Washington (ANTARA) - Komite pengarah Dana Moneter Internasional (IMF) pada Kamis (14/10/2021) mendesak para pembuat kebijakan global untuk memantau dinamika harga dengan cermat, hanya untuk "memeriksa" tekanan inflasi yang bersifat sementara dan akan memudar ketika ekonomi menjadi normal.

Komite Moneter dan Keuangan Internasional (IMFC), yang terdiri dari 24 menteri keuangan dan gubernur bank sentral dari negara-negara anggota IMF, mengatakan dalam komunike terakhir di Washington bahwa pemerintah-pemerintah harus "secara hati-hati mengkalibrasi" kebijakan domestik untuk pandemi yang berkembang.

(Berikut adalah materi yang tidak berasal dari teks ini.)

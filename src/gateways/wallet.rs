use super::WalletLedger;
use crate::errors::ServiceError;
use async_trait::async_trait;
use dashmap::DashMap;
use tracing::info;
use uuid::Uuid;

/// In-process wallet ledger. Balance mutations run under the key's
/// shard lock, so concurrent debits cannot both spend the same funds.
#[derive(Debug, Default)]
pub struct InMemoryWalletLedger {
    balances: DashMap<Uuid, i64>,
}

impl InMemoryWalletLedger {
    pub fn new() -> Self {
        Self::default()
    }

    /// Seed helper for tests and demos.
    pub fn with_balance(user_id: Uuid, amount: i64) -> Self {
        let ledger = Self::new();
        ledger.balances.insert(user_id, amount);
        ledger
    }

    pub fn balance(&self, user_id: Uuid) -> i64 {
        self.balances.get(&user_id).map(|b| *b).unwrap_or(0)
    }
}

#[async_trait]
impl WalletLedger for InMemoryWalletLedger {
    async fn debit(&self, user_id: Uuid, amount: i64) -> Result<(), ServiceError> {
        if amount <= 0 {
            return Err(ServiceError::Validation(
                "debit amount must be positive".into(),
            ));
        }
        let mut balance = self.balances.entry(user_id).or_insert(0);
        if *balance < amount {
            return Err(ServiceError::InsufficientFunds(format!(
                "wallet balance {} cannot cover {}",
                *balance, amount
            )));
        }
        *balance -= amount;
        info!(%user_id, amount, remaining = *balance, "wallet debited");
        Ok(())
    }

    async fn credit(&self, user_id: Uuid, amount: i64) -> Result<(), ServiceError> {
        if amount <= 0 {
            return Err(ServiceError::Validation(
                "credit amount must be positive".into(),
            ));
        }
        let mut balance = self.balances.entry(user_id).or_insert(0);
        *balance += amount;
        info!(%user_id, amount, balance = *balance, "wallet credited");
        Ok(())
    }
}

#[cfg(test)]
mod tests {
    use super::*;

    #[tokio::test]
    async fn debit_within_balance_succeeds() {
        let user = Uuid::new_v4();
        let wallet = InMemoryWalletLedger::with_balance(user, 1_000);
        wallet.debit(user, 400).await.unwrap();
        assert_eq!(wallet.balance(user), 600);
    }

    #[tokio::test]
    async fn overdraft_is_rejected() {
        let user = Uuid::new_v4();
        let wallet = InMemoryWalletLedger::with_balance(user, 100);
        let err = wallet.debit(user, 101).await.unwrap_err();
        assert!(matches!(err, ServiceError::InsufficientFunds(_)));
        assert_eq!(wallet.balance(user), 100);
    }

    #[tokio::test]
    async fn credit_then_debit_round_trips() {
        let user = Uuid::new_v4();
        let wallet = InMemoryWalletLedger::new();
        wallet.credit(user, 2_500).await.unwrap();
        wallet.debit(user, 2_500).await.unwrap();
        assert_eq!(wallet.balance(user), 0);
    }
}
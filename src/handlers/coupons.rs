use crate::{
    entities::CouponModel,
    services::coupons::{CouponService, CreateCouponInput},
    ApiResponse, AppState,
};
use axum::{
    extract::{Query, State},
    http::StatusCode,
    routing::{get, post},
    Json, Router,
};
use serde::{Deserialize, Serialize};
use uuid::Uuid;

pub fn routes() -> Router<AppState> {
    Router::new()
        .route("/", post(create_coupon))
        .route("/validate", get(validate_coupon))
}

#[derive(Debug, Deserialize)]
pub struct ValidateQuery {
    pub code: String,
    pub amount: i64,
    pub store_id: Option<Uuid>,
}

#[derive(Debug, Serialize)]
pub struct ValidatedCoupon {
    pub coupon: CouponModel,
    pub discount_amount: i64,
}

async fn create_coupon(
    State(state): State<AppState>,
    Json(input): Json<CreateCouponInput>,
) -> Result<(StatusCode, Json<ApiResponse<CouponModel>>), crate::errors::ServiceError> {
    let coupon = state.coupon_service.create_coupon(input).await?;
    Ok((StatusCode::CREATED, Json(ApiResponse::success(coupon))))
}

async fn validate_coupon(
    State(state): State<AppState>,
    Query(query): Query<ValidateQuery>,
) -> crate::ApiResult<ValidatedCoupon> {
    let coupon = state
        .coupon_service
        .validate(&query.code, query.amount, query.store_id)
        .await?;
    let discount_amount = CouponService::discount_for(&coupon, query.amount);
    Ok(Json(ApiResponse::success(ValidatedCoupon {
        coupon,
        discount_amount,
    })))
}
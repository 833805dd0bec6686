//! Transactional outbox.
//!
//! Business services append events here with [`enqueue`] on the same
//! connection as their state change, so an event exists if and only if
//! the change committed. The worker drains pending rows into the
//! in-process event bus and the notification dispatcher; a delivery
//! failure backs off and retries, and can never affect the transaction
//! that produced the event.

use crate::entities::{
    outbox_event::{self, OutboxStatus},
    OutboxEvent, OutboxEventModel,
};
use crate::errors::ServiceError;
use crate::events::{Event, EventSender};
use crate::gateways::NotificationDispatcher;
use chrono::{Duration as ChronoDuration, Utc};
use sea_orm::{
    ActiveModelTrait, ColumnTrait, ConnectionTrait, DatabaseConnection, EntityTrait, QueryFilter,
    QueryOrder, QuerySelect, Set,
};
use std::sync::Arc;
use tokio::time::{sleep, Duration};
use tracing::{error, info, warn};
use uuid::Uuid;

const MAX_ATTEMPTS: i32 = 8;
const BASE_BACKOFF_SECS: i64 = 2;
const POLL_INTERVAL_MS: u64 = 500;
const BATCH_SIZE: u64 = 50;

/// Appends a domain event on the caller's connection. Call this inside
/// the same transaction as the write the event describes.
pub async fn enqueue<C: ConnectionTrait>(
    conn: &C,
    aggregate_type: &str,
    aggregate_id: Option<Uuid>,
    event: &Event,
) -> Result<(), ServiceError> {
    let payload =
        serde_json::to_value(event).map_err(|e| ServiceError::Other(anyhow::Error::from(e)))?;

    let row = outbox_event::ActiveModel {
        id: Set(Uuid::new_v4()),
        aggregate_type: Set(aggregate_type.to_string()),
        aggregate_id: Set(aggregate_id),
        event_type: Set(event.kind().to_string()),
        payload: Set(payload),
        status: Set(OutboxStatus::Pending),
        attempts: Set(0),
        available_at: Set(Utc::now()),
        processed_at: Set(None),
        error_message: Set(None),
        created_at: Set(Utc::now()),
    };
    row.insert(conn).await?;
    Ok(())
}

/// Spawns the background drain loop.
pub fn start_worker(
    db: Arc<DatabaseConnection>,
    sender: EventSender,
    notifier: Arc<dyn NotificationDispatcher>,
) -> tokio::task::JoinHandle<()> {
    tokio::spawn(async move {
        info!("outbox worker started");
        loop {
            match drain_once(&db, &sender, notifier.as_ref(), BATCH_SIZE).await {
                Ok(0) => sleep(Duration::from_millis(POLL_INTERVAL_MS)).await,
                Ok(_) => {}
                Err(e) => {
                    error!("outbox worker error: {}", e);
                    sleep(Duration::from_millis(POLL_INTERVAL_MS)).await;
                }
            }
        }
    })
}

/// Drains one batch of due pending events. Returns how many rows were
/// processed. Public so tests (and embedded runtimes without the spawned
/// worker) can drive the outbox deterministically.
pub async fn drain_once(
    db: &DatabaseConnection,
    sender: &EventSender,
    notifier: &dyn NotificationDispatcher,
    batch_size: u64,
) -> Result<usize, ServiceError> {
    let now = Utc::now();
    let batch: Vec<OutboxEventModel> = OutboxEvent::find()
        .filter(outbox_event::Column::Status.eq(OutboxStatus::Pending))
        .filter(outbox_event::Column::AvailableAt.lte(now))
        .order_by_asc(outbox_event::Column::CreatedAt)
        .limit(batch_size)
        .all(db)
        .await?;

    let count = batch.len();
    for row in batch {
        match serde_json::from_value::<Event>(row.payload.clone()) {
            Ok(event) => {
                let delivered = sender.send(event.clone()).await.is_ok();
                if delivered {
                    if let Some((user_id, kind, payload)) = event.notification() {
                        notifier.notify(user_id, kind, payload).await;
                    }
                    mark_delivered(db, row).await?;
                } else {
                    schedule_retry(db, row, "event bus closed").await?;
                }
            }
            Err(e) => {
                // Undecodable payloads would retry forever; park them.
                warn!(id = %row.id, "dropping undecodable outbox event: {}", e);
                mark_failed(db, row, &format!("undecodable payload: {}", e)).await?;
            }
        }
    }
    Ok(count)
}

async fn mark_delivered(
    db: &DatabaseConnection,
    row: OutboxEventModel,
) -> Result<(), ServiceError> {
    let mut active: outbox_event::ActiveModel = row.into();
    active.status = Set(OutboxStatus::Delivered);
    active.processed_at = Set(Some(Utc::now()));
    active.error_message = Set(None);
    active.update(db).await?;
    Ok(())
}

async fn schedule_retry(
    db: &DatabaseConnection,
    row: OutboxEventModel,
    reason: &str,
) -> Result<(), ServiceError> {
    let attempts = row.attempts + 1;
    if attempts >= MAX_ATTEMPTS {
        return mark_failed(db, row, "max attempts exceeded").await;
    }

    let backoff = BASE_BACKOFF_SECS.saturating_pow(attempts as u32);
    let mut active: outbox_event::ActiveModel = row.into();
    active.attempts = Set(attempts);
    active.available_at = Set(Utc::now() + ChronoDuration::seconds(backoff));
    active.error_message = Set(Some(reason.to_string()));
    active.update(db).await?;
    Ok(())
}

async fn mark_failed(
    db: &DatabaseConnection,
    row: OutboxEventModel,
    reason: &str,
) -> Result<(), ServiceError> {
    let mut active: outbox_event::ActiveModel = row.into();
    active.status = Set(OutboxStatus::Failed);
    active.error_message = Set(Some(reason.to_string()));
    active.update(db).await?;
    Ok(())
}
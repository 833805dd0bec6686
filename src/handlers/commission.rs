use crate::{
    entities::CommissionRuleModel,
    services::commission::{CommissionBreakdown, CreateRuleInput},
    ApiResponse, AppState,
};
use axum::{
    extract::{Query, State},
    http::StatusCode,
    routing::{get, post},
    Json, Router,
};
use serde::Deserialize;
use uuid::Uuid;

pub fn routes() -> Router<AppState> {
    Router::new()
        .route("/rules", post(create_rule))
        .route("/quote", get(quote))
}

#[derive(Debug, Deserialize)]
pub struct QuoteQuery {
    pub store_id: Option<Uuid>,
    pub category: Option<String>,
    pub amount: i64,
}

async fn create_rule(
    State(state): State<AppState>,
    Json(input): Json<CreateRuleInput>,
) -> Result<(StatusCode, Json<ApiResponse<CommissionRuleModel>>), crate::errors::ServiceError> {
    let rule = state.commission_service.create_rule(input).await?;
    Ok((StatusCode::CREATED, Json(ApiResponse::success(rule))))
}

async fn quote(
    State(state): State<AppState>,
    Query(query): Query<QuoteQuery>,
) -> crate::ApiResult<CommissionBreakdown> {
    let breakdown = state
        .commission_service
        .resolve(query.store_id, query.category.as_deref(), query.amount)
        .await?;
    Ok(Json(ApiResponse::success(breakdown)))
}
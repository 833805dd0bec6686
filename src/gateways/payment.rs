use super::{
    InitializePayment, PaymentGateway, PaymentInitiation, PaymentVerification,
    PaymentVerificationStatus,
};
use crate::config::GatewayConfig;
use crate::errors::ServiceError;
use async_trait::async_trait;
use chrono::{DateTime, Utc};
use serde::Deserialize;
use std::time::Duration;
use tracing::{info, instrument, warn};

/// HTTP client for a Paystack-style payment provider. Every call is
/// bounded by the configured timeout; a timed-out or rejected call maps
/// to `ServiceError::ExternalService` and is retried by the caller at a
/// higher layer, never here.
#[derive(Debug, Clone)]
pub struct HttpPaymentGateway {
    http: reqwest::Client,
    config: GatewayConfig,
}

#[derive(Debug, Deserialize)]
struct ProviderEnvelope<T> {
    status: bool,
    message: Option<String>,
    data: Option<T>,
}

#[derive(Debug, Deserialize)]
struct InitializeData {
    reference: String,
    authorization_url: Option<String>,
}

#[derive(Debug, Deserialize)]
struct VerifyData {
    status: String,
    amount: i64,
    paid_at: Option<DateTime<Utc>>,
}

impl HttpPaymentGateway {
    pub fn new(config: GatewayConfig) -> Result<Self, ServiceError> {
        let http = reqwest::Client::builder()
            .timeout(Duration::from_secs(config.timeout_secs))
            .build()
            .map_err(|e| ServiceError::ExternalService(format!("gateway client: {}", e)))?;
        Ok(Self { http, config })
    }

    fn endpoint(&self, path: &str) -> String {
        format!("{}/{}", self.config.base_url.trim_end_matches('/'), path)
    }

    fn map_transport_err(err: reqwest::Error) -> ServiceError {
        if err.is_timeout() {
            ServiceError::ExternalService("payment gateway timed out".to_string())
        } else {
            ServiceError::ExternalService(format!("payment gateway unreachable: {}", err))
        }
    }
}

#[async_trait]
impl PaymentGateway for HttpPaymentGateway {
    #[instrument(skip(self, request), fields(reference = %request.reference, amount = request.amount))]
    async fn initialize_payment(
        &self,
        request: InitializePayment,
    ) -> Result<PaymentInitiation, ServiceError> {
        let amount = request.amount;
        let response = self
            .http
            .post(self.endpoint("transaction/initialize"))
            .bearer_auth(&self.config.secret_key)
            .json(&serde_json::json!({
                "email": request.payer_email,
                "amount": request.amount,
                "reference": request.reference,
                "callback_url": request.callback_url,
                "metadata": request.metadata,
            }))
            .send()
            .await
            .map_err(Self::map_transport_err)?;

        let envelope: ProviderEnvelope<InitializeData> = response
            .error_for_status()
            .map_err(Self::map_transport_err)?
            .json()
            .await
            .map_err(Self::map_transport_err)?;

        let data = match envelope {
            ProviderEnvelope {
                status: true,
                data: Some(data),
                ..
            } => data,
            ProviderEnvelope { message, .. } => {
                warn!(?message, "payment initialization rejected");
                return Err(ServiceError::ExternalService(
                    message.unwrap_or_else(|| "payment initialization rejected".to_string()),
                ));
            }
        };

        info!(reference = %data.reference, "payment initialized");
        Ok(PaymentInitiation {
            reference: data.reference,
            authorization_url: data.authorization_url,
            amount,
        })
    }

    #[instrument(skip(self))]
    async fn verify_payment(
        &self,
        reference: &str,
    ) -> Result<PaymentVerification, ServiceError> {
        let response = self
            .http
            .get(self.endpoint(&format!("transaction/verify/{}", reference)))
            .bearer_auth(&self.config.secret_key)
            .send()
            .await
            .map_err(Self::map_transport_err)?;

        let envelope: ProviderEnvelope<VerifyData> = response
            .error_for_status()
            .map_err(Self::map_transport_err)?
            .json()
            .await
            .map_err(Self::map_transport_err)?;

        let data = envelope.data.ok_or_else(|| {
            ServiceError::ExternalService(
                envelope
                    .message
                    .unwrap_or_else(|| "payment verification rejected".to_string()),
            )
        })?;

        let status = match data.status.as_str() {
            "success" => PaymentVerificationStatus::Success,
            "failed" | "abandoned" => PaymentVerificationStatus::Failed,
            _ => PaymentVerificationStatus::Pending,
        };

        Ok(PaymentVerification {
            status,
            amount: data.amount,
            paid_at: data.paid_at,
        })
    }
}
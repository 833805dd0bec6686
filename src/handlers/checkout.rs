use crate::{
    entities::OrderModel,
    services::checkout::{CheckoutOutcome, CheckoutRequest},
    ApiResponse, AppState,
};
use axum::{
    extract::{Path, State},
    http::StatusCode,
    routing::post,
    Json, Router,
};
use uuid::Uuid;

pub fn routes() -> Router<AppState> {
    Router::new()
        .route("/:user_id", post(checkout))
        .route("/confirm/:reference", post(confirm_payment))
}

async fn checkout(
    State(state): State<AppState>,
    Path(user_id): Path<Uuid>,
    Json(request): Json<CheckoutRequest>,
) -> Result<(StatusCode, Json<ApiResponse<CheckoutOutcome>>), crate::errors::ServiceError> {
    let outcome = state.checkout_service.checkout(user_id, request).await?;
    Ok((StatusCode::CREATED, Json(ApiResponse::success(outcome))))
}

async fn confirm_payment(
    State(state): State<AppState>,
    Path(reference): Path<String>,
) -> crate::ApiResult<Vec<OrderModel>> {
    let orders = state
        .settlement_service
        .confirm_payment(&reference)
        .await?;
    Ok(Json(ApiResponse::success(orders)))
}
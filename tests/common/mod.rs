//! Test harness: application state over an in-memory SQLite database
//! with a fake payment gateway and a seedable wallet.
#![allow(dead_code)]

use async_trait::async_trait;
use chrono::Utc;
use marketplace_checkout::{
    config::AppConfig,
    db,
    entities::{product, product_variant, vendor, ProductModel, ProductVariantModel, VendorModel},
    errors::ServiceError,
    events::Event,
    gateways::{
        InMemoryWalletLedger, InitializePayment, PaymentGateway, PaymentInitiation,
        PaymentVerification, PaymentVerificationStatus,
    },
    AppState,
};
use sea_orm::{ActiveModelTrait, Set};
use std::sync::{
    atomic::{AtomicBool, Ordering},
    Arc, Mutex,
};
use tokio::sync::mpsc;
use uuid::Uuid;

/// Gateway double. Records the last initialization and verifies
/// against it; can be flipped into failure mode.
#[derive(Default)]
pub struct FakeGateway {
    fail_init: AtomicBool,
    last: Mutex<Option<(String, i64)>>,
}

impl FakeGateway {
    pub fn new() -> Self {
        Self::default()
    }

    pub fn set_failing(&self, failing: bool) {
        self.fail_init.store(failing, Ordering::SeqCst);
    }

    pub fn last_initialized(&self) -> Option<(String, i64)> {
        self.last.lock().expect("gateway mutex").clone()
    }
}

#[async_trait]
impl PaymentGateway for FakeGateway {
    async fn initialize_payment(
        &self,
        request: InitializePayment,
    ) -> Result<PaymentInitiation, ServiceError> {
        if self.fail_init.load(Ordering::SeqCst) {
            return Err(ServiceError::ExternalService("gateway down".into()));
        }
        *self.last.lock().expect("gateway mutex") =
            Some((request.reference.clone(), request.amount));
        Ok(PaymentInitiation {
            reference: request.reference,
            authorization_url: Some("https://checkout.test/authorize".into()),
            amount: request.amount,
        })
    }

    async fn verify_payment(
        &self,
        reference: &str,
    ) -> Result<PaymentVerification, ServiceError> {
        match self.last.lock().expect("gateway mutex").as_ref() {
            Some((stored, amount)) if stored == reference => Ok(PaymentVerification {
                status: PaymentVerificationStatus::Success,
                amount: *amount,
                paid_at: Some(Utc::now()),
            }),
            _ => Err(ServiceError::ExternalService(format!(
                "unknown payment reference {}",
                reference
            ))),
        }
    }
}

pub struct TestApp {
    pub state: AppState,
    pub wallet: Arc<InMemoryWalletLedger>,
    pub gateway: Arc<FakeGateway>,
    pub event_rx: mpsc::Receiver<Event>,
}

impl TestApp {
    pub async fn new() -> Self {
        Self::new_with(|_| {}).await
    }

    /// Fresh in-memory database and state, with config tweaks applied
    /// before wiring.
    pub async fn new_with(customize: impl FnOnce(&mut AppConfig)) -> Self {
        let mut config = AppConfig::new("sqlite::memory:");
        // One connection: every pooled connection of sqlite::memory:
        // would otherwise see its own empty database.
        config.db_max_connections = 1;
        config.db_min_connections = 1;
        customize(&mut config);

        let pool = db::establish_connection_from_app_config(&config)
            .await
            .expect("failed to open test database");
        db::ensure_schema(&pool)
            .await
            .expect("failed to create schema");

        let db = Arc::new(pool);
        let wallet = Arc::new(InMemoryWalletLedger::new());
        let gateway = Arc::new(FakeGateway::new());
        let (state, event_rx) =
            AppState::build(db, Arc::new(config), wallet.clone(), gateway.clone());

        Self {
            state,
            wallet,
            gateway,
            event_rx,
        }
    }

    pub async fn seed_vendor(&self, name: &str) -> VendorModel {
        vendor::ActiveModel {
            id: Set(Uuid::new_v4()),
            name: Set(name.to_string()),
            owner_user_id: Set(Uuid::new_v4()),
            is_active: Set(true),
            created_at: Set(Utc::now()),
        }
        .insert(&*self.state.db)
        .await
        .expect("failed to seed vendor")
    }

    pub async fn seed_product(
        &self,
        vendor: &VendorModel,
        name: &str,
        price: i64,
        stock: i32,
    ) -> ProductModel {
        let model = product::ActiveModel {
            id: Set(Uuid::new_v4()),
            vendor_id: Set(vendor.id),
            name: Set(name.to_string()),
            category: Set(None),
            price: Set(price),
            is_active: Set(true),
            created_at: Set(Utc::now()),
            updated_at: Set(Utc::now()),
        }
        .insert(&*self.state.db)
        .await
        .expect("failed to seed product");

        self.state
            .inventory_service
            .set_available(model.id, None, stock)
            .await
            .expect("failed to seed inventory");
        model
    }

    pub async fn seed_variant(
        &self,
        product: &ProductModel,
        sku: &str,
        price: i64,
        stock: i32,
    ) -> ProductVariantModel {
        let model = product_variant::ActiveModel {
            id: Set(Uuid::new_v4()),
            product_id: Set(product.id),
            sku: Set(sku.to_string()),
            price: Set(price),
            created_at: Set(Utc::now()),
        }
        .insert(&*self.state.db)
        .await
        .expect("failed to seed variant");

        self.state
            .inventory_service
            .set_available(product.id, Some(model.id), stock)
            .await
            .expect("failed to seed variant inventory");
        model
    }
}

/// Checkout request with sane defaults for tests.
pub fn checkout_request(
    payment_method: marketplace_checkout::services::checkout::PaymentMethod,
) -> marketplace_checkout::services::checkout::CheckoutRequest {
    use marketplace_checkout::services::checkout::{Address, CheckoutRequest};
    CheckoutRequest {
        shipping_address: Address {
            line1: "12 Marina Road".into(),
            line2: None,
            city: "Lagos".into(),
            state: "LA".into(),
            country: "NG".into(),
            postal_code: Some("101241".into()),
            phone: None,
        },
        billing_address: None,
        payment_method,
        payer_email: Some("buyer@example.com".into()),
        coupon_code: None,
        notes: None,
    }
}
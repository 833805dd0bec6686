use chrono::{DateTime, Utc};
use sea_orm::entity::prelude::*;
use serde::{Deserialize, Serialize};
use uuid::Uuid;

/// Product variant with its own price override
#[derive(Clone, Debug, PartialEq, Eq, DeriveEntityModel, Serialize, Deserialize)]
#[sea_orm(table_name = "product_variants")]
pub struct Model {
    #[sea_orm(primary_key, auto_increment = false)]
    pub id: Uuid,
    pub product_id: Uuid,
    pub sku: String,
    pub price: i64,
    pub created_at: DateTime<Utc>,
}

#[derive(Copy, Clone, Debug, EnumIter, DeriveRelation)]
pub enum Relation {
    #[sea_orm(
        belongs_to = "super::product::Entity",
        from = "Column::ProductId",
        to = "super::product::Column::Id"
    )]
    Product,
}

impl Related<super::product::Entity> for Entity {
    fn to() -> RelationDef {
        Relation::Product.def()
    }
}

impl ActiveModelBehavior for ActiveModel {}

“Kami akan terus memprioritaskan pengeluaran kesehatan dan melindungi yang paling rentan, sambil mengalihkan fokus yang sesuai, dari respons krisis ke peningkatan pertumbuhan dan menjaga kesinambungan fiskal jangka panjang,” kata mereka.

Kekhawatiran inflasi, dipicu oleh permintaan yang terpendam, kemacetan rantai pasokan, harga-harga energi dan komoditas yang lebih tinggi, serta peristiwa cuaca telah menjadi topik perdebatan hangat di pertemuan tahunan IMF dan Bank Dunia minggu ini, dan berkontribusi pada IMF memangkas prospek pertumbuhan globalnya pada Selasa (12/10/2021).

“Bank-bank sentral memantau dinamika harga dengan cermat dan dapat melihat melalui tekanan inflasi yang bersifat sementara. Mereka akan bertindak tepat jika risiko ekspektasi inflasi de-anchoring (guncangan harga jangka pendek dapat mengubah ekspektasi jangka panjang) menjadi konkret,” kata IMFC, merujuk pada bank yang menggunakan alat kebijakan moneter untuk mengendalikan inflasi.

Bahasa itu diperlunak dari rancangan sebelumnya yang menyerukan bank-bank sentral siap mengambil "tindakan tegas untuk menjaga stabilitas harga."

Pembuat kebijakan bergulat dengan pertanyaan inflasi ketika negara-negara kaya bergerak melewati pandemi menuju pemulihan, sementara negara-negara berkembang berjuang dengan varian COVID-19, akses vaksin yang rendah, dan kurangnya sumber daya. Pengetatan kebijakan moneter yang tiba-tiba di Amerika Serikat atau Eropa dapat mendorong arus keluar dana yang menghancurkan dari negara-negara berkembang, IMF telah memperingatkan.

“Pertanyaan kuncinya adalah mengetahui apakah ini inflasi sementara atau bukan. Tidak ada yang memiliki tanggapan atas pertanyaan kunci itu," Menteri Keuangan Prancis Bruno Le Maire mengatakan kepada wartawan pada Kamis (14/10/2021), menambahkan bahwa dia telah mendiskusikannya minggu ini dengan Ketua Federal Reserve AS Jerome Powell, Menteri Keuangan AS Janet Yellen dan Presiden Bank Sentral Eropa Christine Lagarde.

Magdalena Andersson, menteri keuangan Swedia yang mengetuai panel IMFC, mengatakan pada konferensi pers bahwa lebih banyak inisiatif diperlukan untuk mengurangi kekurangan barang-barang utama secara global, menambahkan: “Penting bagi kita untuk membuat rantai nilai global bekerja lebih baik daripada saat ini.”

IMFC juga menyerukan komunikasi yang jelas oleh para pembuat kebijakan untuk membatasi dampak negatif lintas negara dan menggunakan alat makroprudensial untuk membatasi kerentanan keuangan.

Pernyataan itu mencatat perbedaan yang tumbuh antara negara-negara kaya dan miskin dalam pemulihan ekonomi dan akses ke vaksin, mencatat bahwa risiko pemulihan cenderung menurun.